Work task.
Your reply should be an exact copy of the lines from the one that holds "pub mod ws;" to the end of the data below.

##############################

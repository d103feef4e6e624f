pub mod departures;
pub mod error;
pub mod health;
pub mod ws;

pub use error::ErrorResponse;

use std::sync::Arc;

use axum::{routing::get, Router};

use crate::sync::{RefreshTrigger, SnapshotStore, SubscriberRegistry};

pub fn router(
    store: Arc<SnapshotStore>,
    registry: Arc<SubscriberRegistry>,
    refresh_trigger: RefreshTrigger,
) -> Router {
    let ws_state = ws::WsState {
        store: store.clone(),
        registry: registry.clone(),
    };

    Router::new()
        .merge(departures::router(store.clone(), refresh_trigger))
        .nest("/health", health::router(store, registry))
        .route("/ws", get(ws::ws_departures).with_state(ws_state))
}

##############################

Exercise result.
pub mod ws;

pub use error::ErrorResponse;

use std::sync::Arc;

use axum::{routing::get, Router};

use crate::sync::{RefreshTrigger, SnapshotStore, SubscriberRegistry};

pub fn router(
    store: Arc<SnapshotStore>,
    registry: Arc<SubscriberRegistry>,
    refresh_trigger: RefreshTrigger,
) -> Router {
    let ws_state = ws::WsState {
        store: store.clone(),
        registry: registry.clone(),
    };

    Router::new()
        .merge(departures::router(store.clone(), refresh_trigger))
        .nest("/health", health::router(store, registry))
        .route("/ws", get(ws::ws_departures).with_state(ws_state))
}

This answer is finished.